A. Chubrik
1. Since August-September 2008 a new stage of the global crisis has begun. NPL and bad assets of the financial sector led to the “trust crisis” at the financial markets, which resulted in credit rationing and finally led to second crunch at the stock markets (Lehmann Brothers bankruptcy became the symbol of the new stage of the crisis).
2. After almost one year of the financial system contagion, the crisis began to propagate to the real sector of the economy.
3. In September-November 2008 the measures of the central banks and governments were intensified in order to prevent the recession in the real sector.
4. However, majority of the developed countries stepped into the recession rather rapidly. At this stage their demand was reducing because of the investments and consumption of luxury goods. The latter provided also diminishing trade between developed countries. 5.Correspondingly the demand in developed countries for raw goods (mainly from emerging countries) dropped as well, which led to a rapid decrease of the prices for raw goods.
6. In November-December the monetary policy in majority of developed countries were softened radically, which led to the discussion about the liquidity trap.
7. Decrease in employment during November-December led to further substantially decrease of the demand mainly due to the consumption, which made the recession unavoidable.

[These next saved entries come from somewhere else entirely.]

pub mod codec;
pub mod coerce;
pub mod config;
pub mod error;
pub mod types;

pub use coerce::{coerce, Coercer, CoercerBuilder, ExtensionDecoder};
pub use config::CoercerConfig;
pub use error::{CoercionError, ErrorKind, Result};
pub use types::{
    Category, CustomObject, CustomValue, FieldDescriptor, Format, FromRecord, Interval, PgType,
    RawScalar, RawValue, Record, TargetType, TypeDescriptor, TypeMap, Value,
};
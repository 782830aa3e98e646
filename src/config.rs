use clap::Parser;

/// PostgreSQL's MAXDIM
pub const DEFAULT_MAX_ARRAY_DIMENSIONS: usize = 6;

/// Knobs the coercer consults while decoding. Immutable once a coercer is built.
#[derive(Debug, Clone, PartialEq, Eq)]
pub struct CoercerConfig {
    /// Arrays with more dimensions than this are rejected as malformed
    pub max_array_dimensions: usize,
    /// Check text-format inet/cidr/macaddr/bit values before handing them
    /// out as strings
    pub validate_network_text: bool,
}

impl Default for CoercerConfig {
    fn default() -> Self {
        Self {
            max_array_dimensions: DEFAULT_MAX_ARRAY_DIMENSIONS,
            validate_network_text: true,
        }
    }
}

#[derive(Parser, Debug, Clone)]
#[command(name = "pgcoerce")]
#[command(about = "pgcoerce - coerce PostgreSQL result values into typed Rust values", long_about = None)]
pub struct Config {
    #[arg(long, default_value = "warn", env = "PGCOERCE_LOG_LEVEL")]
    pub log_level: String,

    #[arg(long, default_value = "6", env = "PGCOERCE_MAX_ARRAY_DIMENSIONS", help = "Maximum number of array dimensions accepted")]
    pub max_array_dimensions: usize,

    #[arg(long, env = "PGCOERCE_NO_VALIDATE_NETWORK_TEXT", help = "Pass text-format network and bit-string values through unchecked")]
    pub no_validate_network_text: bool,

    // Diagnostics
    #[arg(long, help = "Print the default database type to Rust type mapping table")]
    pub list_defaults: bool,

    #[arg(long, help = "Print output as JSON")]
    pub json: bool,

    #[arg(long = "type", value_name = "SQL_TYPE", help = "Database type of the value, e.g. int4, numeric(10,2), text[]")]
    pub type_name: Option<String>,

    #[arg(long, value_name = "LITERAL", requires = "type_name", help = "Value to coerce, in text format")]
    pub value: Option<String>,

    #[arg(long, requires = "value", help = "Treat --value as hex-encoded binary format")]
    pub binary: bool,
}

impl Config {
    /// Load configuration from command line arguments and environment variables
    pub fn load() -> Self {
        Config::parse()
    }

    /// The coercer settings carried by this configuration
    pub fn coercer_config(&self) -> CoercerConfig {
        CoercerConfig {
            max_array_dimensions: self.max_array_dimensions,
            validate_network_text: !self.no_validate_network_text,
        }
    }
}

8. Since the end of 2008 developed countries faced with deflationary pressure, due to the reduction of the aggregate demand.
However, at this stage the trends between developed countries and developed ones seems to be divergent.
During last years majority of emerging economies operated under the substantial deficit of current account of the balance of payments. In condition of high liquidity investments and borrowings from abroad allowed to finance the deficit.
Another group of the emerging and transitional countries rich with natural resources provided positive current account basing just on trade with these resources.
Both groups faced with: (i) decrease of external demand for both commodities and natural resources, (ii) huge decrease of prices for natural resources, (iii) extremely rigid access to foreign borrowing.
Thus all developing countries faced with the pressure on their exchange rates and had to depreciate it (those with the flexible forms of exchange rates).
Countries with any form of the pegs, could not but have to devalue their currencies immediately (Belarus, Kazakhstan). However, depreciation of the national currency leads to the inflationary pressure for the developing countries. Thus, they face at the same time with reducing demand and deflationary pressure because of it, but inflationary pressure because of the external disequilibrium.
Finally, majority of developing countries will face with recession under inflationary pressure as the total effect.